# About this task:
All of the records should be given again exactly as they appear.
---
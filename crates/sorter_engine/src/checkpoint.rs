use std::fs;
use std::io;
use std::path::{Path, PathBuf};
use std::sync::Mutex;

use chrono::{DateTime, Utc};
use serde::{Deserialize, Serialize};
use sorter_core::CheckpointState;
use sorter_logging::{sorter_debug, sorter_info};
use thiserror::Error;

use crate::persist::{write_atomic, PersistError};

pub const DEFAULT_CHECKPOINT_FILE: &str = ".mdsort_checkpoint.json";

#[derive(Debug, Error)]
pub enum CheckpointError {
    #[error("checkpoint at {path} is unreadable: {message}")]
    Corrupt { path: PathBuf, message: String },
    #[error("processed and failed sets overlap ({0} ids)")]
    Overlap(usize),
    #[error("serialize checkpoint: {0}")]
    Serialize(#[from] serde_json::Error),
    #[error("persist checkpoint: {0}")]
    Persist(#[from] PersistError),
    #[error("io error: {0}")]
    Io(#[from] io::Error),
}

/// On-disk shape of a checkpoint.
#[derive(Debug, Clone, Serialize, Deserialize)]
struct CheckpointDocument {
    #[serde(default)]
    processed_files: Vec<String>,
    #[serde(default)]
    failed_files: Vec<String>,
    #[serde(default)]
    last_save_time: Option<DateTime<Utc>>,
    #[serde(default)]
    total_processed: usize,
}

/// Summary of a saved checkpoint, for status reporting.
#[derive(Debug, Clone, PartialEq, Eq)]
pub struct CheckpointInfo {
    pub processed: usize,
    pub failed: usize,
    pub saved_at: Option<DateTime<Utc>>,
}

/// Durable store for [`CheckpointState`].
///
/// Every save rewrites the whole file atomically, and saves are serialized by
/// a writer lock so concurrent callers cannot interleave.
#[derive(Debug)]
pub struct CheckpointStore {
    path: PathBuf,
    writer: Mutex<()>,
}

impl CheckpointStore {
    pub fn new(path: impl Into<PathBuf>) -> Self {
        Self {
            path: path.into(),
            writer: Mutex::new(()),
        }
    }

    pub fn path(&self) -> &Path {
        &self.path
    }

    /// Load the last saved state; a missing file is an empty state.
    pub fn load(&self) -> Result<CheckpointState, CheckpointError> {
        Ok(match self.read_document()? {
            Some(doc) => CheckpointState::from_sets(doc.processed_files, doc.failed_files),
            None => CheckpointState::new(),
        })
    }

    pub fn info(&self) -> Result<Option<CheckpointInfo>, CheckpointError> {
        Ok(self.read_document()?.map(|doc| {
            let state = CheckpointState::from_sets(doc.processed_files, doc.failed_files);
            CheckpointInfo {
                processed: state.processed().len(),
                failed: state.failed().len(),
                saved_at: doc.last_save_time,
            }
        }))
    }

    /// Overwrite the checkpoint with `state`. Returns the save timestamp.
    pub fn save(&self, state: &CheckpointState) -> Result<DateTime<Utc>, CheckpointError> {
        if !state.is_disjoint() {
            let overlap = state.processed().intersection(state.failed()).count();
            return Err(CheckpointError::Overlap(overlap));
        }
        let saved_at = Utc::now();
        let doc = CheckpointDocument {
            processed_files: state.processed().iter().cloned().collect(),
            failed_files: state.failed().iter().cloned().collect(),
            last_save_time: Some(saved_at),
            total_processed: state.settled_count(),
        };
        let content = serde_json::to_vec_pretty(&doc)?;

        let _guard = self
            .writer
            .lock()
            .unwrap_or_else(|poisoned| poisoned.into_inner());
        write_atomic(&self.path, &content)?;
        sorter_debug!(
            "checkpoint saved to {:?}: {} processed, {} failed",
            self.path,
            doc.processed_files.len(),
            doc.failed_files.len()
        );
        Ok(saved_at)
    }

    /// Delete the checkpoint file if present.
    pub fn clear(&self) -> Result<(), CheckpointError> {
        let _guard = self
            .writer
            .lock()
            .unwrap_or_else(|poisoned| poisoned.into_inner());
        match fs::remove_file(&self.path) {
            Ok(()) => {
                sorter_info!("checkpoint {:?} cleared", self.path);
                Ok(())
            }
            Err(err) if err.kind() == io::ErrorKind::NotFound => Ok(()),
            Err(err) => Err(CheckpointError::Io(err)),
        }
    }

    fn read_document(&self) -> Result<Option<CheckpointDocument>, CheckpointError> {
        let content = match fs::read_to_string(&self.path) {
            Ok(text) => text,
            Err(err) if err.kind() == io::ErrorKind::NotFound => return Ok(None),
            Err(err) => return Err(CheckpointError::Io(err)),
        };
        serde_json::from_str(&content)
            .map(Some)
            .map_err(|err| CheckpointError::Corrupt {
                path: self.path.clone(),
                message: err.to_string(),
            })
    }
}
---
# Result of this exercise:
filename crates/sorter_engine/src/checkpoint.rs
use std::fs;
use std::io;
use std::path::{Path, PathBuf};
use std::sync::Mutex;

use chrono::{DateTime, Utc};
use serde::{Deserialize, Serialize};
use sorter_core::CheckpointState;
use sorter_logging::{sorter_debug, sorter_info};
use thiserror::Error;

use crate::persist::{write_atomic, PersistError};

pub const DEFAULT_CHECKPOINT_FILE: &str = ".mdsort_checkpoint.json";

#[derive(Debug, Error)]
pub enum CheckpointError {
    #[error("checkpoint at {path} is unreadable: {message}")]
    Corrupt { path: PathBuf, message: String },
    #[error("processed and failed sets overlap ({0} ids)")]
    Overlap(usize),
    #[error("serialize checkpoint: {0}")]
    Serialize(#[from] serde_json::Error),
    #[error("persist checkpoint: {0}")]
    Persist(#[from] PersistError),
    #[error("io error: {0}")]
    Io(#[from] io::Error),
}

/// On-disk shape of a checkpoint.
#[derive(Debug, Clone, Serialize, Deserialize)]
struct CheckpointDocument {
    #[serde(default)]
    processed_files: Vec<String>,
    #[serde(default)]
    failed_files: Vec<String>,
    #[serde(default)]
    last_save_time: Option<DateTime<Utc>>,
    #[serde(default)]
    total_processed: usize,
}

/// Summary of a saved checkpoint, for status reporting.
#[derive(Debug, Clone, PartialEq, Eq)]
pub struct CheckpointInfo {
    pub processed: usize,
    pub failed: usize,
    pub saved_at: Option<DateTime<Utc>>,
}

/// Durable store for [`CheckpointState`].
///
/// Every save rewrites the whole file atomically, and saves are serialized by
/// a writer lock so concurrent callers cannot interleave.
#[derive(Debug)]
pub struct CheckpointStore {
    path: PathBuf,
    writer: Mutex<()>,
}

impl CheckpointStore {
    pub fn new(path: impl Into<PathBuf>) -> Self {
        Self {
            path: path.into(),
            writer: Mutex::new(()),
        }
    }

    pub fn path(&self) -> &Path {
        &self.path
    }

    /// Load the last saved state; a missing file is an empty state.
    pub fn load(&self) -> Result<CheckpointState, CheckpointError> {
        Ok(match self.read_document()? {
            Some(doc) => CheckpointState::from_sets(doc.processed_files, doc.failed_files),
            None => CheckpointState::new(),
        })
    }

    pub fn info(&self) -> Result<Option<CheckpointInfo>, CheckpointError> {
        Ok(self.read_document()?.map(|doc| {
            let state = CheckpointState::from_sets(doc.processed_files, doc.failed_files);
            CheckpointInfo {
                processed: state.processed().len(),
                failed: state.failed().len(),
                saved_at: doc.last_save_time,
            }
        }))
    }

    /// Overwrite the checkpoint with `state`. Returns the save timestamp.
    pub fn save(&self, state: &CheckpointState) -> Result<DateTime<Utc>, CheckpointError> {
        if !state.is_disjoint() {
            let overlap = state.processed().intersection(state.failed()).count();
            return Err(CheckpointError::Overlap(overlap));
        }
        let saved_at = Utc::now();
        let doc = CheckpointDocument {
            processed_files: state.processed().iter().cloned().collect(),
            failed_files: state.failed().iter().cloned().collect(),
            last_save_time: Some(saved_at),
            total_processed: state.settled_count(),
        };
        let content = serde_json::to_vec_pretty(&doc)?;

        let _guard = self
            .writer
            .lock()
            .unwrap_or_else(|poisoned| poisoned.into_inner());
        write_atomic(&self.path, &content)?;
        sorter_debug!(
            "checkpoint saved to {:?}: {} processed, {} failed",
            self.path,
            doc.processed_files.len(),
            doc.failed_files.len()
        );
        Ok(saved_at)
    }

    /// Delete the checkpoint file if present.
    pub fn clear(&self) -> Result<(), CheckpointError> {
        let _guard = self
            .writer
            .lock()
            .unwrap_or_else(|poisoned| poisoned.into_inner());
        match fs::remove_file(&self.path) {
            Ok(()) => {
                sorter_info!("checkpoint {:?} cleared", self.path);
                Ok(())
            }
            Err(err) if err.kind() == io::ErrorKind::NotFound => Ok(()),
            Err(err) => Err(CheckpointError::Io(err)),
        }
    }

    fn read_document(&self) -> Result<Option<CheckpointDocument>, CheckpointError> {
        let content = match fs::read_to_string(&self.path) {
            Ok(text) => text,
            Err(err) if err.kind() == io::ErrorKind::NotFound => return Ok(None),
            Err(err) => return Err(CheckpointError::Io(err)),
        };
        serde_json::from_str(&content)
            .map(Some)
            .map_err(|err| CheckpointError::Corrupt {
                path: self.path.clone(),
                message: err.to_string(),
            })
    }
}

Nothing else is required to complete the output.